TASK TO CARRY OUT: From the records, return each line that has the word "Duration" in it.

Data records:
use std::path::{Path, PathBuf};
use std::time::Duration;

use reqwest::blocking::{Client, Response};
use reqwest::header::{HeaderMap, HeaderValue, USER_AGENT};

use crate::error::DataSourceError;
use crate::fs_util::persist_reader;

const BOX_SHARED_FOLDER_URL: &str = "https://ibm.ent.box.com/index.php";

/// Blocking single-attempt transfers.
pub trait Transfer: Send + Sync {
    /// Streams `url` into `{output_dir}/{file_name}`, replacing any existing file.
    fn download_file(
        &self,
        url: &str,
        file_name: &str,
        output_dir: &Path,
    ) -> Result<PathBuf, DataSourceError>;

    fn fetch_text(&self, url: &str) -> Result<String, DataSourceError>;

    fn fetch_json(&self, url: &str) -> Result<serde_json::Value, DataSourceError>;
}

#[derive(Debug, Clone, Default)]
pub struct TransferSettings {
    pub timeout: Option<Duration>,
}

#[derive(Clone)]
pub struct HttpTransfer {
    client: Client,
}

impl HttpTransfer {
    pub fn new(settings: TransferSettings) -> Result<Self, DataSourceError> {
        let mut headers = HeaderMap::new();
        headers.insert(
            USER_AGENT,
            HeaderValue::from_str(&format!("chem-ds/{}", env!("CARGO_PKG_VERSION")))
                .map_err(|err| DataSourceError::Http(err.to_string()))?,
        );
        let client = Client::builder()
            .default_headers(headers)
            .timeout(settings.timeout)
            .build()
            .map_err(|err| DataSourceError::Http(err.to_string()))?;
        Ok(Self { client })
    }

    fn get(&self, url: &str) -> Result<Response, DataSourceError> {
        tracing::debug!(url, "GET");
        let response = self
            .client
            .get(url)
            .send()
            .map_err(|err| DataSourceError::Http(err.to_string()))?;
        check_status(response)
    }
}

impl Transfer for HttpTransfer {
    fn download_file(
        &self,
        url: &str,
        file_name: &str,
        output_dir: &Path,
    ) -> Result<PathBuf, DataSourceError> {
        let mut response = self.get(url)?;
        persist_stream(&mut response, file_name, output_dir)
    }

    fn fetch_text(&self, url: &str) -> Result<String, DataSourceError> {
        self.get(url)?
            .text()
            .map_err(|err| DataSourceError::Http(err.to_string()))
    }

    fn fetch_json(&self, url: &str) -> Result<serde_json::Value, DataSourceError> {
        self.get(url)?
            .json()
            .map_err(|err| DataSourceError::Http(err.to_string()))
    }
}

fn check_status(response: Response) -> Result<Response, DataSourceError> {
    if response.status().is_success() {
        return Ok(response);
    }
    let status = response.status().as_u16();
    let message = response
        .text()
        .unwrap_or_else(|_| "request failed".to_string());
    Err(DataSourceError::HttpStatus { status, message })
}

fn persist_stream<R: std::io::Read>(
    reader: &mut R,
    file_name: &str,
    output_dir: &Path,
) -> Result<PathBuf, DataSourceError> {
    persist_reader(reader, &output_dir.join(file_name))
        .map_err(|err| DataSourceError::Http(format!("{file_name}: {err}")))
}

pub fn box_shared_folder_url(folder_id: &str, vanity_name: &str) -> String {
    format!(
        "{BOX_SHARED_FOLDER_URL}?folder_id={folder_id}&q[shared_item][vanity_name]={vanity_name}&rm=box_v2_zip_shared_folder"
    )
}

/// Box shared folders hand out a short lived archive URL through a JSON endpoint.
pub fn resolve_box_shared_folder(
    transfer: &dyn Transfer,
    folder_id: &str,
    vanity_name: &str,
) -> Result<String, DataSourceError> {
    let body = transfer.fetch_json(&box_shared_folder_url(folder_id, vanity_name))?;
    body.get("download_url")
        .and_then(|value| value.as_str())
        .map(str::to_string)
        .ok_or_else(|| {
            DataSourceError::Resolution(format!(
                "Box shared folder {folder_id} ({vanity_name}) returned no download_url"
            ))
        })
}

...

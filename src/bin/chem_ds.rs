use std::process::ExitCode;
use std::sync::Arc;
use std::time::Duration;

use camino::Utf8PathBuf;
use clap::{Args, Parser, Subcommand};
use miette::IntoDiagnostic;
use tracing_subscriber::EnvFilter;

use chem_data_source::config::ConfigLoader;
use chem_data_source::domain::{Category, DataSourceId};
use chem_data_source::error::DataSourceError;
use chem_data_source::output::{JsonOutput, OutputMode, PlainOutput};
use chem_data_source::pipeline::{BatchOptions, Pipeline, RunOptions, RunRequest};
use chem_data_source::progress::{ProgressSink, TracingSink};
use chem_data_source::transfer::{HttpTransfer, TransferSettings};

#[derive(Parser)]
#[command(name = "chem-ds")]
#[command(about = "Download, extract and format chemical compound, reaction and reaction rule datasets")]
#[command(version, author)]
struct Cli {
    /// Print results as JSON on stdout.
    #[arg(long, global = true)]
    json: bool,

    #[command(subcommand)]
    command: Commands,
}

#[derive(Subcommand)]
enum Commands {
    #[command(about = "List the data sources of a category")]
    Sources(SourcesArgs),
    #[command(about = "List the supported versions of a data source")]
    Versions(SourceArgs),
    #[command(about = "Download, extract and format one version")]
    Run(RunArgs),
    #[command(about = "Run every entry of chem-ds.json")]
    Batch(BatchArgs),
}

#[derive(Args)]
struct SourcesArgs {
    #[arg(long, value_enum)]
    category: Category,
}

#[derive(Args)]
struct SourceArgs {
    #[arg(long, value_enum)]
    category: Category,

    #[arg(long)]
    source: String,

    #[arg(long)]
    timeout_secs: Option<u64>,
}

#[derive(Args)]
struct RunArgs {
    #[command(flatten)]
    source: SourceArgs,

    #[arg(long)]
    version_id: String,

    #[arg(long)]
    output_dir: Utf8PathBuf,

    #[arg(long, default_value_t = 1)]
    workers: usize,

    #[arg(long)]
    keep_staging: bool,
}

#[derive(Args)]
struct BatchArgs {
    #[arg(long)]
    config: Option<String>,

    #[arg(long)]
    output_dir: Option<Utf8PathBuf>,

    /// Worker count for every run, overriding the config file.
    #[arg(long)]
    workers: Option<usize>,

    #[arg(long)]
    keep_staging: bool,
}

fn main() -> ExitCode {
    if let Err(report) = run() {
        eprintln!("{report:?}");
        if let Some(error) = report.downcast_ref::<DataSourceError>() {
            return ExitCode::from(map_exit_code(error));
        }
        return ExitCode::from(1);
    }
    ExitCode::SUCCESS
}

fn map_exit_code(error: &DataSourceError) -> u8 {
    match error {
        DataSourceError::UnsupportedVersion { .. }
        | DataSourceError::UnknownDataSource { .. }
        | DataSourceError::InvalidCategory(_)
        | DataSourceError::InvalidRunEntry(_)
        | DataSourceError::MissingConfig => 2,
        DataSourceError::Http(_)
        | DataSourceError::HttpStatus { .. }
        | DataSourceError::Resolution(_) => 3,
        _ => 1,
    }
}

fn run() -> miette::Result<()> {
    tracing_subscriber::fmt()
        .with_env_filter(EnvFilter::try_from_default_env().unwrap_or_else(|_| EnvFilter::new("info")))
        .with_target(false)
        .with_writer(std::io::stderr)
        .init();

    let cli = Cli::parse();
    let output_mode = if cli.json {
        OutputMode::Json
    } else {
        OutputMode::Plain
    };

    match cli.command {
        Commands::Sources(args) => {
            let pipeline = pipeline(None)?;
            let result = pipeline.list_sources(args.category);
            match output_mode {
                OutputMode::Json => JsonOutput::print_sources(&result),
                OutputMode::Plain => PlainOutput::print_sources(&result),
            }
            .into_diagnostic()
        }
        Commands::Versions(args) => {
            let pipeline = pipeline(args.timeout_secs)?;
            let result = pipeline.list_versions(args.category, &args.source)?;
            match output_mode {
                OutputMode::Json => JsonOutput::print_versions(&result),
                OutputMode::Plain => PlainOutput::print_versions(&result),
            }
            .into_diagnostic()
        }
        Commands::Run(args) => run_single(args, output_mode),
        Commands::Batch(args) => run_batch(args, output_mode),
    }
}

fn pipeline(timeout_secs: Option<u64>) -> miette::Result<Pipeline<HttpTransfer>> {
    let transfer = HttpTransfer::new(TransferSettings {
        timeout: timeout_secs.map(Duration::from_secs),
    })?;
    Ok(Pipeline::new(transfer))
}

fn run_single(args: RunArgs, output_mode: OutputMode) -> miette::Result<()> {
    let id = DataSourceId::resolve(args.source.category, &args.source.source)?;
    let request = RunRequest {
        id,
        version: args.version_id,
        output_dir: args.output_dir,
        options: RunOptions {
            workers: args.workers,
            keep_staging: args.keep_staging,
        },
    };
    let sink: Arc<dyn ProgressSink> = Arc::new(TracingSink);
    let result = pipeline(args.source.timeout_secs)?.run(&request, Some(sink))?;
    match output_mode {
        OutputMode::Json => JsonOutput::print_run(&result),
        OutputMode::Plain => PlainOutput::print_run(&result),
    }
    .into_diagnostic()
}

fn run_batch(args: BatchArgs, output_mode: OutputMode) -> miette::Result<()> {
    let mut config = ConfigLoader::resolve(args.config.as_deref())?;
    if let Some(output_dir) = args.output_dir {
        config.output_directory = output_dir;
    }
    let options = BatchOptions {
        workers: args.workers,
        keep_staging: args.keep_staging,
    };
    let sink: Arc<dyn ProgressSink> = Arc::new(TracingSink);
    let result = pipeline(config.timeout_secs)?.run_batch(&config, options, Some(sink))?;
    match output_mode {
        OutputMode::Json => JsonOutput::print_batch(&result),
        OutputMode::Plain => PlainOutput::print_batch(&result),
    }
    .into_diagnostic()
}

RESPONSE FOR THIS EXERCISE:
use std::time::Duration;
    pub timeout: Option<Duration>,
use std::time::Duration;
        timeout: timeout_secs.map(Duration::from_secs),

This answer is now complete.